[INPUT — start]
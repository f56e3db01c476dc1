use std::fmt;
use std::str::FromStr;

use serde::{Deserialize, Serialize};
use tracing::{debug, info};

use crate::age::validate_age;
use crate::{ChartError, ChartTable};

/// ng/mL to pmol/L for AMH.
pub const NG_PER_ML_TO_PMOL_PER_L: f64 = 7.14;

#[derive(Clone, Copy, Debug, Serialize, Deserialize, PartialEq, Eq)]
pub enum AmhUnit {
    #[serde(rename = "pmol/L")]
    PmolPerL,
    #[serde(rename = "ng/ml")]
    NgPerMl,
}

impl Default for AmhUnit {
    fn default() -> Self {
        AmhUnit::PmolPerL
    }
}

impl AmhUnit {
    pub fn to_pmol_per_l(self, value: f64) -> f64 {
        match self {
            AmhUnit::PmolPerL => value,
            AmhUnit::NgPerMl => value * NG_PER_ML_TO_PMOL_PER_L,
        }
    }
}

impl fmt::Display for AmhUnit {
    fn fmt(&self, f: &mut fmt::Formatter<'_>) -> fmt::Result {
        match self {
            AmhUnit::PmolPerL => f.write_str("pmol/L"),
            AmhUnit::NgPerMl => f.write_str("ng/ml"),
        }
    }
}

impl FromStr for AmhUnit {
    type Err = ChartError;

    fn from_str(s: &str) -> Result<Self, Self::Err> {
        match s.trim().to_ascii_lowercase().as_str() {
            "pmol/l" | "pmol" => Ok(AmhUnit::PmolPerL),
            "ng/ml" | "ng" => Ok(AmhUnit::NgPerMl),
            other => Err(ChartError::InvalidParameter(format!(
                "unknown AMH unit '{}' (expected pmol/L or ng/ml)",
                other
            ))),
        }
    }
}

/// How a patient age is mapped onto a table row.
#[derive(Clone, Copy, Debug, Serialize, Deserialize, PartialEq, Eq)]
pub enum RowSnap {
    /// Round to the nearest row age.
    Nearest,
    /// Use the row at or below the age.
    Floor,
}

impl Default for RowSnap {
    fn default() -> Self {
        RowSnap::Nearest
    }
}

#[derive(Clone, Copy, Debug, Serialize, Deserialize, PartialEq)]
pub struct PatientObservation {
    /// Age as resolved from the input, before snapping.
    pub age: f64,
    pub value_pmol_l: f64,
    pub row: usize,
    pub row_age: f64,
}

/// Parse the raw AMH field.
pub fn parse_value(raw: &str) -> Result<f64, ChartError> {
    let raw = raw.trim();
    if raw.is_empty() {
        return Err(ChartError::MissingInput("AMH value".into()));
    }
    let value: f64 = raw
        .parse()
        .map_err(|_| ChartError::InvalidValue(format!("'{}' is not a number", raw)))?;
    validate_value(value)
}

pub fn validate_value(value: f64) -> Result<f64, ChartError> {
    if !value.is_finite() || value <= 0.0 {
        return Err(ChartError::InvalidValue(format!(
            "AMH level must be a number greater than 0, got {}",
            value
        )));
    }
    Ok(value)
}

/// Keeps at most one patient value in the table.
#[derive(Clone, Debug, Default)]
pub struct PatientPointManager {
    snap: RowSnap,
    last: Option<PatientObservation>,
}

impl PatientPointManager {
    pub fn new(snap: RowSnap) -> Self {
        Self { snap, last: None }
    }

    pub fn last(&self) -> Option<&PatientObservation> {
        self.last.as_ref()
    }

    /// Validate, convert to pmol/L and replace the previous patient point.
    /// On error the table is left untouched.
    pub fn submit(
        &mut self,
        table: &mut ChartTable,
        raw_value: f64,
        unit: AmhUnit,
        age: f64,
    ) -> Result<PatientObservation, ChartError> {
        let raw_value = validate_value(raw_value)?;
        let value = unit.to_pmol_per_l(raw_value);
        let age = validate_age(age)?;
        let row = self.locate_row(table, age)?;

        self.clear(table)?;
        table.set_patient_value(row, value)?;
        let observation = PatientObservation {
            age,
            value_pmol_l: value,
            row,
            row_age: table.rows()[row].age,
        };
        self.last = Some(observation);
        info!(
            age = observation.age,
            row_age = observation.row_age,
            pmol_l = value,
            "patient point updated"
        );
        Ok(observation)
    }

    /// Remove the current patient point, if any.
    pub fn clear(&mut self, table: &mut ChartTable) -> Result<(), ChartError> {
        let Some(previous) = self.last else {
            return Ok(());
        };
        let still_there = table
            .rows()
            .get(previous.row)
            .map(|row| row.age == previous.row_age && row.patient.is_some())
            .unwrap_or(false);
        if still_there {
            table.clear_patient_value(previous.row)?;
        } else {
            // Rows shifted since the last write.
            debug!(row = previous.row, "stale patient row, scanning table");
            for idx in table.patient_rows() {
                table.clear_patient_value(idx)?;
            }
        }
        self.last = None;
        Ok(())
    }

    fn locate_row(&self, table: &ChartTable, age: f64) -> Result<usize, ChartError> {
        let target = match self.snap {
            RowSnap::Nearest => (age / table.step()).round() * table.step(),
            RowSnap::Floor => age,
        };
        table.row_index_for_age(target).ok_or_else(|| {
            ChartError::InvalidAge(format!(
                "age {:.2} is outside the chart range 0-{}",
                age,
                table.max_age().unwrap_or(0.0)
            ))
        })
    }
}
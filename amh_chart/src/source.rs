use std::collections::BTreeMap;
use std::fs;
use std::path::PathBuf;

use rayon::prelude::*;
use tracing::{debug, info, warn};

use crate::{
    parse_samples, Band, ChartError, InterpolatedCurve, InterpolationPolicy, LoadFailure, Sample,
};

/// Supplies the raw samples of one percentile band.
pub trait SampleSource: Sync {
    /// Where the band is read from, for error reporting.
    fn location(&self, band: Band) -> String;

    fn fetch(&self, band: Band) -> Result<Vec<Sample>, String>;
}

/// Reads `<root>/<N>th-percentile.json`.
#[derive(Clone, Debug)]
pub struct DirSource {
    root: PathBuf,
}

impl DirSource {
    pub fn new(root: impl Into<PathBuf>) -> Self {
        Self { root: root.into() }
    }

    fn path(&self, band: Band) -> PathBuf {
        self.root.join(band.file_name())
    }
}

impl SampleSource for DirSource {
    fn location(&self, band: Band) -> String {
        self.path(band).display().to_string()
    }

    fn fetch(&self, band: Band) -> Result<Vec<Sample>, String> {
        let bytes = fs::read(self.path(band)).map_err(|e| e.to_string())?;
        parse_samples(&bytes)
    }
}

/// GETs `<base_url>/<N>th-percentile.json`.
#[cfg(feature = "http")]
#[derive(Clone, Debug)]
pub struct HttpSource {
    base_url: String,
    client: reqwest::blocking::Client,
}

#[cfg(feature = "http")]
impl HttpSource {
    pub fn new(base_url: impl Into<String>) -> Result<Self, ChartError> {
        let client = reqwest::blocking::Client::builder()
            .timeout(std::time::Duration::from_secs(30))
            .build()
            .map_err(|e| ChartError::InvalidParameter(format!("http client: {}", e)))?;
        Ok(Self {
            base_url: base_url.into().trim_end_matches('/').to_string(),
            client,
        })
    }
}

#[cfg(feature = "http")]
impl SampleSource for HttpSource {
    fn location(&self, band: Band) -> String {
        format!("{}/{}", self.base_url, band.file_name())
    }

    fn fetch(&self, band: Band) -> Result<Vec<Sample>, String> {
        let response = self
            .client
            .get(self.location(band))
            .send()
            .map_err(|e| e.to_string())?;
        let status = response.status();
        if !status.is_success() {
            return Err(format!("HTTP error! status: {}", status));
        }
        let body = response.bytes().map_err(|e| e.to_string())?;
        parse_samples(&body)
    }
}

/// Raw samples per band. Either every requested band loaded or none did.
#[derive(Clone, Debug, Default)]
pub struct SampleStore {
    series: BTreeMap<Band, Vec<Sample>>,
}

impl SampleStore {
    pub fn from_series(series: impl IntoIterator<Item = (Band, Vec<Sample>)>) -> Self {
        Self {
            series: series.into_iter().collect(),
        }
    }

    /// Fetch all five bands concurrently. Any failure fails the whole load and the
    /// error names every band that failed.
    pub fn load(source: &dyn SampleSource) -> Result<Self, ChartError> {
        let results: Vec<(Band, Result<Vec<Sample>, String>)> = Band::ALL
            .par_iter()
            .map(|&band| (band, source.fetch(band)))
            .collect();

        let mut series = BTreeMap::new();
        let mut failures = Vec::new();
        for (band, result) in results {
            match result {
                Ok(samples) => {
                    debug!(band = %band, samples = samples.len(), "loaded percentile band");
                    series.insert(band, samples);
                }
                Err(reason) => {
                    let location = source.location(band);
                    warn!(band = %band, %location, %reason, "percentile band failed to load");
                    failures.push(LoadFailure {
                        band,
                        location,
                        reason,
                    });
                }
            }
        }
        if !failures.is_empty() {
            return Err(ChartError::DataLoad(failures));
        }
        info!(bands = series.len(), "percentile data loaded");
        Ok(Self { series })
    }

    pub fn get(&self, band: Band) -> Option<&[Sample]> {
        self.series.get(&band).map(Vec::as_slice)
    }

    pub fn bands(&self) -> impl Iterator<Item = Band> + '_ {
        self.series.keys().copied()
    }

    /// One interpolated curve per stored band.
    pub fn curves(
        &self,
        policy: InterpolationPolicy,
        grid_max_age: u32,
    ) -> BTreeMap<Band, InterpolatedCurve> {
        self.series
            .iter()
            .map(|(&band, samples)| (band, InterpolatedCurve::build(samples, policy, grid_max_age)))
            .collect()
    }
}
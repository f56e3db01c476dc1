// Turns sparse, irregularly sampled percentile tables into a queryable function of age.
// Two edge policies are supported; a chart applies one of them to every band.

use ordered_float::OrderedFloat;
use serde::{Deserialize, Serialize};

use crate::Sample;

#[derive(Clone, Copy, Debug, Serialize, Deserialize, PartialEq, Eq)]
pub enum InterpolationPolicy {
    /// Evaluate anywhere; flat beyond the first/last sample.
    Continuous,
    /// Precomputed at whole ages; undefined outside the sampled range.
    DenseGrid,
}

impl Default for InterpolationPolicy {
    fn default() -> Self {
        InterpolationPolicy::Continuous
    }
}

#[derive(Clone, Debug, Serialize, Deserialize, PartialEq)]
pub enum InterpolatedCurve {
    Continuous { knots: Vec<Sample> },
    DenseGrid { values: Vec<Option<f64>> },
}

impl InterpolatedCurve {
    /// Build a curve from raw samples. `max_age` bounds the precomputed grid and is
    /// ignored by the continuous policy.
    pub fn build(samples: &[Sample], policy: InterpolationPolicy, max_age: u32) -> Self {
        let sorted = sort_samples(samples);
        match policy {
            InterpolationPolicy::Continuous => InterpolatedCurve::Continuous {
                knots: merge_duplicates(&sorted),
            },
            InterpolationPolicy::DenseGrid => InterpolatedCurve::DenseGrid {
                values: (0..=max_age).map(|age| grid_value(&sorted, age)).collect(),
            },
        }
    }

    pub fn policy(&self) -> InterpolationPolicy {
        match self {
            InterpolatedCurve::Continuous { .. } => InterpolationPolicy::Continuous,
            InterpolatedCurve::DenseGrid { .. } => InterpolationPolicy::DenseGrid,
        }
    }

    pub fn evaluate(&self, age: f64) -> Option<f64> {
        if !age.is_finite() {
            return None;
        }
        match self {
            InterpolatedCurve::Continuous { knots } => evaluate_knots(knots, age),
            InterpolatedCurve::DenseGrid { values } => evaluate_grid(values, age),
        }
    }

    /// Age range covered by defined values, if any.
    pub fn domain(&self) -> Option<(f64, f64)> {
        match self {
            InterpolatedCurve::Continuous { knots } => Some((knots.first()?.x, knots.last()?.x)),
            InterpolatedCurve::DenseGrid { values } => {
                let first = values.iter().position(Option::is_some)?;
                let last = values.iter().rposition(Option::is_some)?;
                Some((first as f64, last as f64))
            }
        }
    }
}

/// Stable ascending sort by age; equal ages keep their input order.
fn sort_samples(samples: &[Sample]) -> Vec<Sample> {
    let mut sorted = samples.to_vec();
    sorted.sort_by_key(|s| OrderedFloat(s.x));
    sorted
}

/// Collapse samples sharing an age into one knot carrying their mean value.
fn merge_duplicates(sorted: &[Sample]) -> Vec<Sample> {
    let mut knots: Vec<Sample> = Vec::with_capacity(sorted.len());
    let mut run = 0usize;
    for sample in sorted {
        match knots.last_mut() {
            Some(last) if last.x == sample.x => {
                run += 1;
                last.y += (sample.y - last.y) / run as f64;
            }
            _ => {
                knots.push(*sample);
                run = 1;
            }
        }
    }
    knots
}

fn lerp(lower: &Sample, upper: &Sample, age: f64) -> f64 {
    let t = (age - lower.x) / (upper.x - lower.x);
    lower.y + t * (upper.y - lower.y)
}

fn evaluate_knots(knots: &[Sample], age: f64) -> Option<f64> {
    let split = knots.partition_point(|s| s.x <= age);
    let lower = split.checked_sub(1).map(|i| &knots[i]);
    let upper = knots.get(split);
    match (lower, upper) {
        (Some(lower), Some(upper)) => Some(lerp(lower, upper, age)),
        (Some(lower), None) => Some(lower.y),
        (None, Some(upper)) => Some(upper.y),
        (None, None) => None,
    }
}

fn grid_value(sorted: &[Sample], age: u32) -> Option<f64> {
    let target = age as f64;
    let start = sorted.partition_point(|s| s.x < target);
    let end = sorted.partition_point(|s| s.x < target + 1.0);
    let bucket = &sorted[start..end];
    if !bucket.is_empty() {
        let sum: f64 = bucket.iter().map(|s| s.y).sum();
        return Some(sum / bucket.len() as f64);
    }
    // Nothing in [age, age + 1): bracket with the neighbours strictly below and above.
    let lower = start.checked_sub(1).map(|i| &sorted[i])?;
    let upper = sorted.get(end)?;
    Some(lerp(lower, upper, target))
}

fn evaluate_grid(values: &[Option<f64>], age: f64) -> Option<f64> {
    if age < 0.0 {
        return None;
    }
    let lo = age.floor();
    let frac = age - lo;
    let lo_value = (*values.get(lo as usize)?)?;
    if frac == 0.0 {
        return Some(lo_value);
    }
    let hi_value = (*values.get(lo as usize + 1)?)?;
    Some(lo_value + frac * (hi_value - lo_value))
}
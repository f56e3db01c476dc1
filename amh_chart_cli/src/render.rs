use std::panic;
use std::path::{Path, PathBuf};

use amh_chart::config::{LegendPosition, MarkerShape};
use amh_chart::{Band, ChartConfig, ChartError, ChartRenderer, ChartTable};
use anyhow::Result;
use plotters::prelude::*;
use plotters::style::{FontDesc, FontFamily, FontStyle};
use tracing::{debug, warn};

#[derive(Clone, Copy, Debug)]
pub enum ChartKind {
    Png,
    Svg,
}

/// Redraws every target file on each call so the files always hold the latest table.
/// A single failed target is logged and skipped; the draw fails only when no target
/// could be written.
pub struct PlotRenderer {
    targets: Vec<(PathBuf, ChartKind)>,
    written: Vec<PathBuf>,
}

impl PlotRenderer {
    pub fn new(targets: Vec<(PathBuf, ChartKind)>) -> Self {
        Self {
            targets,
            written: Vec::new(),
        }
    }

    pub fn written(&self) -> &[PathBuf] {
        &self.written
    }
}

impl ChartRenderer for PlotRenderer {
    fn draw(&mut self, table: &ChartTable, config: &ChartConfig) -> Result<(), ChartError> {
        self.written.clear();
        let mut last_error = None;
        for (path, kind) in &self.targets {
            match render_chart_guard(table, config, path, *kind) {
                Ok(()) => {
                    debug!("Rendered {}", path.display());
                    self.written.push(path.clone());
                }
                Err(err) => {
                    warn!("Skipping render ({}): {}", path.display(), err);
                    last_error = Some(format!("{}: {}", path.display(), err));
                }
            }
        }
        match last_error {
            Some(err) if self.written.is_empty() => Err(ChartError::Render(err)),
            _ => Ok(()),
        }
    }
}

fn render_chart_guard(
    table: &ChartTable,
    config: &ChartConfig,
    path: &Path,
    kind: ChartKind,
) -> Result<(), String> {
    let render = || -> Result<(), String> {
        let size = (config.width.max(200), config.height.max(200));
        let result = match kind {
            ChartKind::Png => {
                let root = BitMapBackend::new(path, size).into_drawing_area();
                draw_chart(root, table, config)
            }
            ChartKind::Svg => {
                let root = SVGBackend::new(path, size).into_drawing_area();
                draw_chart(root, table, config)
            }
        };
        result.map_err(|e| format!("plotting error: {}", e))
    };

    panic::catch_unwind(panic::AssertUnwindSafe(render))
        .map_err(|_| "plotting backend panicked".to_string())?
}

fn draw_chart<DB>(
    area: DrawingArea<DB, plotters::coord::Shift>,
    table: &ChartTable,
    config: &ChartConfig,
) -> Result<()>
where
    DB: DrawingBackend,
    DB::ErrorType: 'static,
{
    area.fill(&WHITE)?;

    let table_max = table.max_age().unwrap_or(1.0);
    let x_min = config.h_axis.min.unwrap_or(0.0);
    let x_max = config.h_axis.max.unwrap_or(table_max).max(x_min + 1.0);
    let y_min = config.v_axis.min.unwrap_or(0.0);
    let y_max = config
        .v_axis
        .max
        .unwrap_or_else(|| value_ceiling(table, config))
        .max(y_min + 1.0);

    let title_font = FontDesc::new(FontFamily::SansSerif, 22.0, FontStyle::Bold);
    let mut chart = ChartBuilder::on(&area)
        .caption(&config.title, title_font)
        .margin(20)
        .set_label_area_size(LabelAreaPosition::Left, 60)
        .set_label_area_size(LabelAreaPosition::Bottom, 45)
        .build_cartesian_2d(x_min..x_max, y_min..y_max)?;

    let axis_font = FontDesc::new(FontFamily::SansSerif, 16.0, FontStyle::Normal);
    let x_labels = config
        .h_axis
        .gridlines
        .map(|n| n as usize)
        .or_else(|| config.h_axis.interval.map(|i| ((x_max - x_min) / i) as usize + 1))
        .unwrap_or(11);
    let y_labels = config
        .v_axis
        .gridlines
        .map(|n| n as usize)
        .or_else(|| config.v_axis.interval.map(|i| ((y_max - y_min) / i) as usize + 1))
        .unwrap_or(10);
    chart
        .configure_mesh()
        .x_desc(config.h_axis.title.as_str())
        .y_desc(config.v_axis.title.as_str())
        .x_labels(x_labels.clamp(2, 60))
        .y_labels(y_labels.clamp(2, 40))
        .light_line_style(&BLACK.mix(0.05))
        .x_label_formatter(&|v| format!("{:.0}", v))
        .y_label_formatter(&|v| format!("{:.0}", v))
        .label_style(axis_font.color(&BLACK.mix(0.85)))
        .draw()?;

    for band in Band::ALL {
        let (color, opacity) = match config.band_series(band) {
            Some(series) if !series.visible => continue,
            Some(series) => (parse_color(&series.color), series.opacity),
            None => (RGBColor(90, 90, 90), 0.5),
        };
        // Defined values of a band are contiguous under both interpolation policies.
        let points: Vec<(f64, f64)> = table
            .rows()
            .iter()
            .filter_map(|row| row.band(band).map(|v| (row.age, v)))
            .collect();
        if points.is_empty() {
            continue;
        }
        let style = ShapeStyle {
            color: color.mix(opacity.clamp(0.0, 1.0)),
            filled: false,
            stroke_width: 2,
        };
        chart
            .draw_series(LineSeries::new(points, style))?
            .label(band.column_label())
            .legend(move |(x, y)| PathElement::new(vec![(x, y), (x + 25, y)], style));
    }

    let marker = &config.patient;
    let marker_color = parse_color(&marker.color);
    let size = marker.size as i32;
    let patient_points: Vec<(f64, f64)> = table
        .rows()
        .iter()
        .filter_map(|row| row.patient.map(|v| (row.age, v)))
        .collect();
    if !patient_points.is_empty() {
        let marker_style = ShapeStyle {
            color: marker_color.to_rgba(),
            filled: true,
            stroke_width: 3,
        };
        let half = size / 2;
        let anno = match marker.shape {
            MarkerShape::Cross => chart.draw_series(
                patient_points
                    .iter()
                    .map(|&point| Cross::new(point, half, marker_style)),
            )?,
            MarkerShape::Circle => chart.draw_series(
                patient_points
                    .iter()
                    .map(|&point| Circle::new(point, half, marker_style)),
            )?,
            MarkerShape::Triangle => chart.draw_series(
                patient_points
                    .iter()
                    .map(|&point| TriangleMarker::new(point, half, marker_style)),
            )?,
        };
        anno.label("Patient")
            .legend(move |(x, y)| Cross::new((x + 12, y), 6, marker_style));
    }

    if let Some(position) = legend_position(config.legend) {
        let legend_font = FontDesc::new(FontFamily::SansSerif, 15.0, FontStyle::Normal);
        chart
            .configure_series_labels()
            .background_style(&WHITE.mix(0.8))
            .border_style(&BLACK.mix(0.3))
            .label_font(legend_font.color(&BLACK))
            .position(position)
            .draw()?;
    }

    area.present()?;
    Ok(())
}

fn legend_position(position: LegendPosition) -> Option<SeriesLabelPosition> {
    match position {
        LegendPosition::Top => Some(SeriesLabelPosition::UpperMiddle),
        LegendPosition::Bottom => Some(SeriesLabelPosition::LowerMiddle),
        LegendPosition::Left => Some(SeriesLabelPosition::MiddleLeft),
        LegendPosition::Right => Some(SeriesLabelPosition::MiddleRight),
        LegendPosition::None => None,
    }
}

/// Largest plotted value with headroom, rounded up to the gridline interval.
fn value_ceiling(table: &ChartTable, config: &ChartConfig) -> f64 {
    let max = table
        .rows()
        .iter()
        .flat_map(|row| row.bands.iter().chain(std::iter::once(&row.patient)))
        .flatten()
        .copied()
        .fold(1.0, f64::max)
        * 1.1;
    match config.v_axis.interval {
        Some(interval) if interval > 0.0 => (max / interval).ceil() * interval,
        _ => max,
    }
}

fn parse_color(name: &str) -> RGBColor {
    let name = name.trim().to_ascii_lowercase();
    if let Some(hex) = name.strip_prefix('#') {
        if hex.len() == 6 {
            if let Ok(v) = u32::from_str_radix(hex, 16) {
                return RGBColor((v >> 16) as u8, (v >> 8) as u8, v as u8);
            }
        }
    }
    match name.as_str() {
        "red" => RGBColor(255, 0, 0),
        "orange" => RGBColor(255, 165, 0),
        "black" => RGBColor(0, 0, 0),
        "green" => RGBColor(0, 128, 0),
        "darkgreen" => RGBColor(0, 100, 0),
        "blue" => RGBColor(0, 0, 255),
        "gray" | "grey" => RGBColor(128, 128, 128),
        other => {
            warn!("Unknown color '{}', using gray", other);
            RGBColor(128, 128, 128)
        }
    }
}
[INPUT — finish]
**BRIEF:**
Set apart and copy each line of the records that holds the word "fails".

**RESULT OF THIS EXERCISE:**
    /// Fetch all five bands concurrently. Any failure fails the whole load and the
/// A single failed target is logged and skipped; the draw fails only when no target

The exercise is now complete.